Comic book heroes and ping-pong mingle at SPiN
By elevating ping-pong from a fixture of 1970's rec rooms and local community centres to the centrepiece behind a King Street hotspot, SPiN Toronto has already proven they can win with an eclectic formula. Enter the Plywood Collective, a group of local artists who have selected the upscale ping-pong lounge as an ongoing venue for their massively popular themed exhibitions.
Plywood is made up of seventeen Toronto-based artists, most of whom share a style that appears equally influenced by graffiti, commercial illustration, and iconic images from high and low pop culture. Each member has their own thriving independent practice, and therefore views the collective as an opportunity for experimentation within a specific framework: original works on plywood, based around a chosen theme.
For their last exhibition, the group focused their attention on villains, with subjects ranging from classics like Darth Vader and Hannibal Lecter, to modern icons like No Country for Old Men's Anton Chigurh and the perm-sporting Big Worm from Friday. This time around, good was allowed to triumph over evil, and the heroes were given their due.
"Heroes" is now the fourth group show the Plywood Collective has held at SPiN, and while it seems like a peculiar choice of venue for an art show, it fits in nicely with the group's mandate: "The media is the message and the event is our medium. We're taking down the barrier between the experience of being at a social event and the consumption of an artistic message."

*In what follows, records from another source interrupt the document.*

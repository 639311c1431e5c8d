//! edgescan CLI
//!
//! Wires the config/CLI-flag merge, the IP generator, both scan stages, and
//! the `clean_ips.txt` report writer into a single run.

use anyhow::Result;
use clap::Parser;
use edgescan_cli::error::{exit_codes, CliError};
use edgescan_cli::error_formatter::create_error_formatter;
use edgescan_cli::progress::{ProgressTracker, ScanStage};
use edgescan_cli::{args::Args, banner::Banner, output};
use edgescan_core::{ByteMeter, CancelToken, Config};
use edgescan_scanner::{ip_generator, latency_scanner, speed_scanner};
use std::sync::atomic::{AtomicBool, Ordering};
use std::sync::Arc;
use tracing::info;

#[tokio::main]
async fn main() {
    let args = Args::parse();
    init_logging(args.verbose);

    match run(args).await {
        Ok(exit_code) => std::process::exit(exit_code),
        Err(err) => {
            let formatter = create_error_formatter();
            eprint!("{}", formatter.format_error(err.as_ref()));
            let exit_code = err
                .downcast_ref::<CliError>()
                .map(CliError::exit_code)
                .unwrap_or(exit_codes::GENERAL_ERROR);
            std::process::exit(exit_code);
        }
    }
}

async fn run(args: Args) -> Result<i32> {
    let mut config = match &args.config {
        Some(path) => Config::load_from_file(path).map_err(CliError::from)?,
        None => Config::default(),
    };

    if !args.cidr_blocks.is_empty() {
        config.cidr_blocks = args.cidr_blocks.clone();
    }
    if let Some(top_k) = args.top_k {
        config.speed.top_k = top_k;
    }
    if let Some(sort) = args.sort {
        config.speed.sort_order = sort;
    }
    if let Some(output) = &args.output {
        config.output.path = output.clone();
    }
    config.validate().map_err(CliError::from)?;

    if config.cidr_blocks.is_empty() {
        return Err(CliError::no_cidr_blocks().into());
    }

    if !args.quiet {
        Banner::default().print();
    }

    let cancel = CancelToken::new();
    install_ctrlc_handler(cancel.clone());

    let meter = ByteMeter::new();

    info!(blocks = config.cidr_blocks.len(), "generating candidate IPs");
    let ips = ip_generator::generate(&config.cidr_blocks);
    if ips.is_empty() {
        return Err(CliError::no_cidr_blocks().into());
    }

    let latency_bar = (!args.quiet).then(|| ProgressTracker::new(ScanStage::Latency, ips.len()));
    let total_ips = ips.len();
    let survivors = latency_scanner::scan(
        ips,
        &config.probing,
        Arc::clone(&meter),
        cancel.clone(),
        move |p| {
            if let Some(bar) = &latency_bar {
                bar.update(p.completed, p.total, p.successes);
                if p.completed == total_ips {
                    bar.finish(p.successes);
                }
            }
        },
    )
    .await;

    let survivors = if cancel.is_cancelled() {
        info!("latency stage cancelled; discarding survivors as unreliable");
        Vec::new()
    } else {
        survivors
    };
    info!(survivors = survivors.len(), "latency stage complete");

    let speed_total = config.speed.top_k.min(survivors.len());
    let speed_bar = (!args.quiet).then(|| ProgressTracker::new(ScanStage::Speed, speed_total));
    let measured = speed_scanner::scan(
        &survivors,
        speed_scanner::SpeedMode::TopK,
        &config.speed,
        Arc::clone(&meter),
        cancel.clone(),
        move |p| {
            if let Some(bar) = &speed_bar {
                bar.update(p.completed, p.total, p.successes);
                if p.completed == speed_total {
                    bar.finish(p.successes);
                }
            }
        },
    )
    .await;

    info!(
        measured = measured.len(),
        bytes = meter.total(),
        "speed stage complete"
    );

    let formatter = output::TextFormatter::new(!args.quiet);
    println!("{}", formatter.format_results(&measured));

    output::write_clean_ips(&config.output.path, &measured).map_err(|e| {
        CliError::OutputWriteError {
            path: config.output.path.clone(),
            source: std::io::Error::new(std::io::ErrorKind::Other, e.to_string()),
        }
    })?;

    if measured.is_empty() {
        Ok(exit_codes::GENERAL_ERROR)
    } else {
        Ok(exit_codes::SUCCESS)
    }
}

/// Close `cancel` on the first Ctrl+C; a second press force-exits the process.
fn install_ctrlc_handler(cancel: CancelToken) {
    let force_exit = Arc::new(AtomicBool::new(false));
    tokio::spawn(async move {
        loop {
            if tokio::signal::ctrl_c().await.is_err() {
                return;
            }
            if force_exit.swap(true, Ordering::SeqCst) {
                std::process::exit(exit_codes::CANCELLED);
            }
            cancel.cancel();
        }
    });
}

fn init_logging(verbose: u8) {
    use tracing_subscriber::{fmt, EnvFilter};

    let level = match verbose {
        0 => "warn",
        1 => "info",
        2 => "debug",
        _ => "trace",
    };

    let filter = EnvFilter::try_from_default_env().unwrap_or_else(|_| EnvFilter::new(level));

    fmt()
        .with_env_filter(filter)
        .with_target(false)
        .with_thread_ids(false)
        .with_file(false)
        .with_line_number(false)
        .compact()
        .init();
}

And thus, that night's artistic message was consumed alongside flying ping-pong balls and underscored by the beats of DJ Brendan Canning (of Broken Social Scene fame). It made for a great opportunity to mingle, but ultimately the viewing portion of the night suffered. The communal picnic tables that crowd SPiN's "Social Room" made it hard to navigate, and errant balls provided a tripping hazard for anyone not paying close enough attention.
Frustratingly, work was also hung directly beside the playing tables, which meant viewers were forced to wait for suitable breaks in the games before getting any closer to the actual pieces. But once you were able to actually to see it, there really were some exciting pieces on display. Sure, the straightforward Spiderman and Wolverine were pretty obvious choices, but several of the works delved deeper into the dregs of pop culture, with great results.
Bowman's sexy and stylised take on Clarence and Arizona from the cult hit True Romance was a great fit for the film, and SPAZZ's portrait of Bill Murray's Venkman from Ghostbusters was definitely a crowd pleaser. Jason Mamone's Thelma and Louse was a great shout out to SPiN co-owner Susan Sarandon, though it did appear unfinished.
For me, the strongest pieces were those that incorporated elements of the hero's personality or back story, rather than simply replicating their famous poses. Nik Dudukoviv's ink and digital drawing of a particularly hirsute Charles Darwin was stunning in its detail, and his near god-like appearance seemed to play on his singular significance in altering the trajectory of Christianity in the modern world. Dudeman also shone, with a suitably earthy take on beloved environmentalist David Suzuki.
With the back room packed for most of the evening, it's clear that SPiN and the Plywood Collective have hit on a winning formula. So, concert in a bowling alley, anyone? I think we could make some serious money on this. Let me know.